ACTIVITY -> Below are some records; copy each line in them that contains "collect".

--- DATA RECORDS Enclosed Below ---

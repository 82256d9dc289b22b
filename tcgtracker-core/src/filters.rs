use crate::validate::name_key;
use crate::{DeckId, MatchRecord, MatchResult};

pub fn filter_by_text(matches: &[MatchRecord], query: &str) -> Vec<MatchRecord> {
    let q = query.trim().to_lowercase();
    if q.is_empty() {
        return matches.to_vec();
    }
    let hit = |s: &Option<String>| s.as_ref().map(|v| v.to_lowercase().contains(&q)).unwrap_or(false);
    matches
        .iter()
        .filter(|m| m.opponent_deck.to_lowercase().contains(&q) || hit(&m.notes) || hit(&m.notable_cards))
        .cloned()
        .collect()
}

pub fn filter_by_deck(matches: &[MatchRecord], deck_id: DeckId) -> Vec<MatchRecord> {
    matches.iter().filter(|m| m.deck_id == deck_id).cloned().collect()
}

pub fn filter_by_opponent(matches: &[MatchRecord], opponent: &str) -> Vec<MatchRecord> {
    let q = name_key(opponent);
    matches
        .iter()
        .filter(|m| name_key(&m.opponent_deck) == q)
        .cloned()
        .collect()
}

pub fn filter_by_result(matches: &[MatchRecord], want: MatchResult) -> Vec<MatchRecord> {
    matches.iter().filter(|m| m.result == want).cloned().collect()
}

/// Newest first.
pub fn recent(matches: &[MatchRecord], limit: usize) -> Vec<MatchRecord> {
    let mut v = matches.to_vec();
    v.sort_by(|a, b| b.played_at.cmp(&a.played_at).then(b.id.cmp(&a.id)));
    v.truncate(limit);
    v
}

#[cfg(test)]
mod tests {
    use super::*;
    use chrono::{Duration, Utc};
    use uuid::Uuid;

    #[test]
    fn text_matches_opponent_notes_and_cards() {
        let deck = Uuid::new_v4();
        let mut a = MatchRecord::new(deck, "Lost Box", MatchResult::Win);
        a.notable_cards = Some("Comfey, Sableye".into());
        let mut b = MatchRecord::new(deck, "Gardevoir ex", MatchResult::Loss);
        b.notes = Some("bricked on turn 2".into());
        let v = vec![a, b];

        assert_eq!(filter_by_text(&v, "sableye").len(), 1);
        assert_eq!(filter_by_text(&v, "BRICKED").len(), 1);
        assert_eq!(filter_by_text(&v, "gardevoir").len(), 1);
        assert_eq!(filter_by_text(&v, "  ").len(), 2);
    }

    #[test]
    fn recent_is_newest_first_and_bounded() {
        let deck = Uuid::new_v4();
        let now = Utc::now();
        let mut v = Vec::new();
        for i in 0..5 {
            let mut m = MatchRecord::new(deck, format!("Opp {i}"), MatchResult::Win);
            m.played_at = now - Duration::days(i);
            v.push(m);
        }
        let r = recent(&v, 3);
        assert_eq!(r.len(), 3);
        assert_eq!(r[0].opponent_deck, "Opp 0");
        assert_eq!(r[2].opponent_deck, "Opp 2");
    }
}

--- End of Enclosed DATA RECORDS ---

WRITTEN SOLUTION ->
        .collect()
    matches.iter().filter(|m| m.deck_id == deck_id).cloned().collect()
        .collect()
    matches.iter().filter(|m| m.result == want).cloned().collect()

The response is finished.